Here, the residents often lack functional services, such as sewer systems, trash removal and electricity. Some neighborhoods don’t have access to clean drinking water. In Texas, an estimated 500,000 people, mostly Hispanic, people live in colonias. Many do not have health insurance or money to buy primary preventative care. Before the current economic downturn, the median household income in the settlements was less than $30,000 a year.

“Twenty-eight percent of our population has diabetes,” Dr. Brian Wickwire said of the individuals he treats at Nuestra Clinica de la Valle in the town of San Juan.

The clinic, with its 11 locations, serves a population of 27,000 in the Lower Rio Grande Valley. Most of the Wickwire’s patients live in colonias.

“And of that population, 2,000 have some form of kidney disease,” he said. “The rates of pre-existing conditions are similar to inner-city New Orleans or Detroit.”

COVID-19 is most fatal to patients with pre-existing conditions. And some many not even realize they have an underlying disease until it's too late.
LabCorp, a S&P 500 medical testing business, has supplied only 120 kits for Wickwire’s staff to use to detect COVID-19. The company replaces the used swabs one for one. Because Wickwire must ration the tests carefully, he worries the lab may be missing asymptomatic carriers.

LabCorp did not respond to a request for comment.

“We have been testing patients who are over 65 or less than 65 with medical conditions and symptoms,” he said. “This follows the CDC guidelines.”

Wickwire and his staff have confirmed three COVID-19 cases at the San Juan clinic. None required hospitalization. To reduce the chance of community spread, he’s encouraged patients to avoid the clinic if possible.

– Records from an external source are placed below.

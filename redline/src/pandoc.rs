//! Pandoc-backed converter.
//!
//! Documents are converted through pandoc's HTML writer with math kept in
//! single-backslash TeX delimiters and quotes in `q` tags, so the diff
//! engine sees one uniform markup dialect. Markdown is produced with the
//! extension set that disables span/attribute syntax, which keeps annotation
//! spans intact as raw markup for the critic encoder.

use crate::convert::{Convert, Source};
use crate::{Error, Options, Result};
use async_trait::async_trait;
use regex::Regex;
use std::path::{Path, PathBuf};
use std::process::Stdio;
use std::sync::LazyLock;
use tokio::io::AsyncWriteExt;
use tokio::process::Command;
use tracing::debug;

/// Markdown dialect for the encoded text: spans, attribute syntax and table
/// variants are disabled so annotation spans survive as raw markup and the
/// output stays diff-friendly.
const MARKDOWN: &str = "markdown-bracketed_spans-fenced_code_attributes-fenced_divs\
-grid_tables-header_attributes-inline_code_attributes-link_attributes\
-multiline_tables-pipe_tables-simple_tables-smart";

/// Math delimiters injected by the HTML writer; stripped before diffing so
/// they cannot register as changes, and re-added by the postprocessor.
static MATH_DELIMS: LazyLock<Regex> =
    LazyLock::new(|| Regex::new(r"\\[()\[\]]").expect("static pattern"));

/// Converter shelling out to a pandoc binary.
pub struct Pandoc {
    program: PathBuf,
}

impl Pandoc {
    /// Locate pandoc on the search path.
    pub fn new() -> Result<Self> {
        let program = which::which("pandoc").map_err(|e| Error::ConverterMissing(e.to_string()))?;
        Ok(Self { program })
    }

    /// Use a specific pandoc binary.
    pub fn at(program: impl Into<PathBuf>) -> Self {
        Self {
            program: program.into(),
        }
    }

    async fn run(&self, args: &[String], stdin: Option<&str>) -> Result<String> {
        debug!(?args, "invoking pandoc");
        let mut command = Command::new(&self.program);
        command
            .args(args)
            .stdin(Stdio::piped())
            .stdout(Stdio::piped())
            .stderr(Stdio::piped());
        let mut child = command.spawn()?;
        if let Some(input) = stdin {
            if let Some(mut handle) = child.stdin.take() {
                handle.write_all(input.as_bytes()).await?;
            }
        } else {
            drop(child.stdin.take());
        }
        let output = child.wait_with_output().await?;
        if !output.status.success() {
            return Err(Error::Converter(
                String::from_utf8_lossy(&output.stderr).trim().to_string(),
            ));
        }
        Ok(String::from_utf8_lossy(&output.stdout).into_owned())
    }

    /// Pass-through options forwarded to every source conversion.
    fn convert_args(&self, opts: &Options) -> Vec<String> {
        let mut args = Vec::new();
        for bib in &opts.bibliography {
            args.push(format!("--bibliography={}", bib.display()));
        }
        if let Some(csl) = &opts.csl {
            args.push(format!("--csl={}", csl.display()));
        }
        if let Some(dir) = &opts.extract_media {
            args.push(format!("--extract-media={}", dir.display()));
        }
        for filter in &opts.filters {
            args.push(format!("--filter={filter}"));
        }
        if let Some(from) = &opts.from {
            args.push(format!("--from={from}"));
        }
        for filter in &opts.lua_filters {
            args.push(format!("--lua-filter={filter}"));
        }
        if opts.mathml {
            args.push("--mathml".to_string());
        }
        if let Some(doc) = &opts.reference_doc {
            args.push(format!("--reference-doc={}", doc.display()));
        }
        if let Some(path) = &opts.resource_path {
            args.push(format!("--resource-path={path}"));
        }
        args
    }
}

#[async_trait]
impl Convert for Pandoc {
    async fn source_to_markup(&self, source: &Source, opts: &Options) -> Result<String> {
        let mut args = self.convert_args(opts);
        args.push("--html-q-tags".to_string());
        args.push("--mathjax".to_string());

        let markup = match source {
            Source::Path(path) => {
                let mut args = args.clone();
                args.push(path.display().to_string());
                self.run(&args, None).await?
            },
            Source::Text(text) => self.run(&args, Some(text)).await?,
        };
        let markup = MATH_DELIMS.replace_all(&markup, "").into_owned();

        // With media extraction the rewritten references only appear after a
        // second pass over the extracted document.
        if opts.extract_media.is_some() {
            let mut args = args.clone();
            args.push("--from=html".to_string());
            return self.run(&args, Some(&markup)).await;
        }
        Ok(markup)
    }

    async fn markup_to_text(&self, markup: &str, opts: &Options) -> Result<String> {
        let first_pass = [
            "-f".to_string(),
            "html+tex_math_single_backslash".to_string(),
            "-t".to_string(),
            MARKDOWN.to_string(),
        ];
        let intermediate = self.run(&first_pass, Some(markup)).await?;

        let mut args = Vec::new();
        if opts.atx_headers || opts.output.is_some() || opts.to.is_some() {
            args.push("--atx-headers".to_string());
        }
        if opts.reference_links {
            args.push("--reference-links".to_string());
        }
        args.push("--wrap=none".to_string());
        args.push("-t".to_string());
        args.push(MARKDOWN.to_string());
        self.run(&args, Some(&intermediate)).await
    }

    async fn emit(
        &self,
        text: &str,
        args: &[String],
        output: Option<&Path>,
    ) -> Result<Option<String>> {
        let mut args = args.to_vec();
        if let Some(path) = output {
            args.push(format!("--output={}", path.display()));
            self.run(&args, Some(text)).await?;
            return Ok(None);
        }
        self.run(&args, Some(text)).await.map(Some)
    }

    async fn track_changes_markup(&self, file: &Path) -> Result<String> {
        let args = [file.display().to_string(), "--track-changes=all".to_string()];
        self.run(&args, None).await
    }
}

“Most of our patients do not have health insurance,” he said. “So, they would have to go through the ER and be treated as uninsured.”

John-Michael Torres, a representative of La Unión del Pueblo Entro (LUPE), said his community organizing group has contacted more than 5,000 individuals living in colonias to learn what they need as they ride out the crisis.

“Our members are not seeking a way to get tested,” Torres said. “This is a population that doesn’t have the same sense of agency to find out what is going on. If they find out they have a condition, they know they won’t have money to pay for healthcare. So, they don’t seek regular checkups.”

Foremost, members of LUPE are concerned about their economic lives. Worry over an invisible virus isn’t as pressing a reality when one is already financially struggling — and now losing paid work under shutdown orders.

Undocumented residents and their U.S.-born children have been left out of the mainstream economic system for so long, Torres said he’d be surprised if they expected help from the government.

“The colonias have such poor infrastructure,” he said. “There is limited, if any, access to the internet. People don’t have computers or upgraded mobile devices. The parents struggle to try to help their kids do [remote] schoolwork, and telemedicine doesn’t reach colonias.”

While COVID-19 cases surge in other parts of the state, the emergency room at Starr County Memorial Hospital in Rio Grande City has seen few diagnoses, said Dr. Jose Vazquez, the hospital’s administrator.

“We have been very fortunate,” he said. “We had only 14 COVID cases in our community. The last five were all members of the same family in the same household. Zero mortality.”

The hospital has 48 staffed beds available, no ICU beds and eight ventilators to serve a population of 60,000 people. It’s easy to imagine a spike in severe COVID-19 cases overwhelming the facility’s meager resources.

Even so, Vazquez brushed off skepticism, saying his hospital was well prepared.

“We have activation agreements with hospitals in the Valley,” he said. “And if required, they take a lot of our patients. We transfer serious cases to McAllen, which is only 45 minutes away.”

Yet burden-sharing agreements between hospitals don’t necessarily increase the capacity for the region as a whole. If the worse was to happen and Starr County became overwhelmed with novel coronavirus cases, could other Rio Grande Valley hospitals handle the overflow?

The other emergency rooms contacted for this story didn’t return calls for comment.